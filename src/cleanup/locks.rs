// src/cleanup/locks.rs

use std::path::{Path, PathBuf};

use tracing::{debug, warn};

use crate::fs::FileSystem;

const LOCK_EXTENSION: &str = "lck";
const MAX_DEPTH: usize = 6;
const SERVER_DIR: &str = ".wineserver";

/// Remove lock files and server-socket artifacts belonging to `prefix`.
///
/// Walks the prefix for `*.lck` files without following symlinks (the
/// prefix's drive mappings point at `/`), then removes the in-prefix server
/// directory and the runtime's socket directory for this prefix. Returns
/// every path that was removed. Failures are logged and skipped.
pub fn remove_locks(fs: &dyn FileSystem, prefix: &Path) -> Vec<PathBuf> {
    let mut removed = Vec::new();
    if !fs.is_dir(prefix) {
        return removed;
    }

    let mut locks = Vec::new();
    collect_locks(fs, prefix, 0, &mut locks);
    for lock in locks {
        match fs.remove_file(&lock) {
            Ok(()) => removed.push(lock),
            Err(e) => warn!(path = %lock.display(), error = %e, "could not remove lock file"),
        }
    }

    let mut dirs = vec![prefix.join(SERVER_DIR)];
    dirs.extend(server_socket_dir(fs, prefix));
    for dir in dirs {
        if !fs.exists(&dir) || fs.is_symlink(&dir) {
            continue;
        }
        match fs.remove_dir_all(&dir) {
            Ok(()) => removed.push(dir),
            Err(e) => warn!(path = %dir.display(), error = %e, "could not remove server directory"),
        }
    }

    debug!(prefix = %prefix.display(), count = removed.len(), "lock cleanup finished");
    removed
}

fn collect_locks(fs: &dyn FileSystem, dir: &Path, depth: usize, out: &mut Vec<PathBuf>) {
    let entries = match fs.read_dir(dir) {
        Ok(entries) => entries,
        Err(e) => {
            debug!(dir = %dir.display(), error = %e, "skipping unreadable directory");
            return;
        }
    };

    for entry in entries {
        if fs.is_symlink(&entry) {
            continue;
        }
        if fs.is_dir(&entry) {
            if depth + 1 < MAX_DEPTH {
                collect_locks(fs, &entry, depth + 1, out);
            }
        } else if entry.extension().is_some_and(|ext| ext == LOCK_EXTENSION) {
            out.push(entry);
        }
    }
}

/// Socket directory the runtime server creates for `prefix`:
/// `<tmp>/.wine-<uid>/server-<dev>-<inode>`.
///
/// `None` when the prefix does not exist.
pub fn server_socket_dir(fs: &dyn FileSystem, prefix: &Path) -> Option<PathBuf> {
    let (dev, ino) = fs.device_inode(prefix)?;
    let uid = nix::unistd::getuid();
    Some(
        std::env::temp_dir()
            .join(format!(".wine-{uid}"))
            .join(format!("server-{dev:x}-{ino:x}")),
    )
}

● ● ● ●

YOUR GOAL
Please transcribe word for word the lines from the line with "let mut removed = Vec::new();" to the end of the material, both ends included.

ANSWER FOR THE TASK
    let mut removed = Vec::new();
    if !fs.is_dir(prefix) {
        return removed;
    }

    let mut locks = Vec::new();
    collect_locks(fs, prefix, 0, &mut locks);
    for lock in locks {
        match fs.remove_file(&lock) {
            Ok(()) => removed.push(lock),
            Err(e) => warn!(path = %lock.display(), error = %e, "could not remove lock file"),
        }
    }

    let mut dirs = vec![prefix.join(SERVER_DIR)];
    dirs.extend(server_socket_dir(fs, prefix));
    for dir in dirs {
        if !fs.exists(&dir) || fs.is_symlink(&dir) {
            continue;
        }
        match fs.remove_dir_all(&dir) {
            Ok(()) => removed.push(dir),
            Err(e) => warn!(path = %dir.display(), error = %e, "could not remove server directory"),
        }
    }

    debug!(prefix = %prefix.display(), count = removed.len(), "lock cleanup finished");
    removed
}

fn collect_locks(fs: &dyn FileSystem, dir: &Path, depth: usize, out: &mut Vec<PathBuf>) {
    let entries = match fs.read_dir(dir) {
        Ok(entries) => entries,
        Err(e) => {
            debug!(dir = %dir.display(), error = %e, "skipping unreadable directory");
            return;
        }
    };

    for entry in entries {
        if fs.is_symlink(&entry) {
            continue;
        }
        if fs.is_dir(&entry) {
            if depth + 1 < MAX_DEPTH {
                collect_locks(fs, &entry, depth + 1, out);
            }
        } else if entry.extension().is_some_and(|ext| ext == LOCK_EXTENSION) {
            out.push(entry);
        }
    }
}

/// Socket directory the runtime server creates for `prefix`:
/// `<tmp>/.wine-<uid>/server-<dev>-<inode>`.
///
/// `None` when the prefix does not exist.
pub fn server_socket_dir(fs: &dyn FileSystem, prefix: &Path) -> Option<PathBuf> {
    let (dev, ino) = fs.device_inode(prefix)?;
    let uid = nix::unistd::getuid();
    Some(
        std::env::temp_dir()
            .join(format!(".wine-{uid}"))
            .join(format!("server-{dev:x}-{ino:x}")),
    )
}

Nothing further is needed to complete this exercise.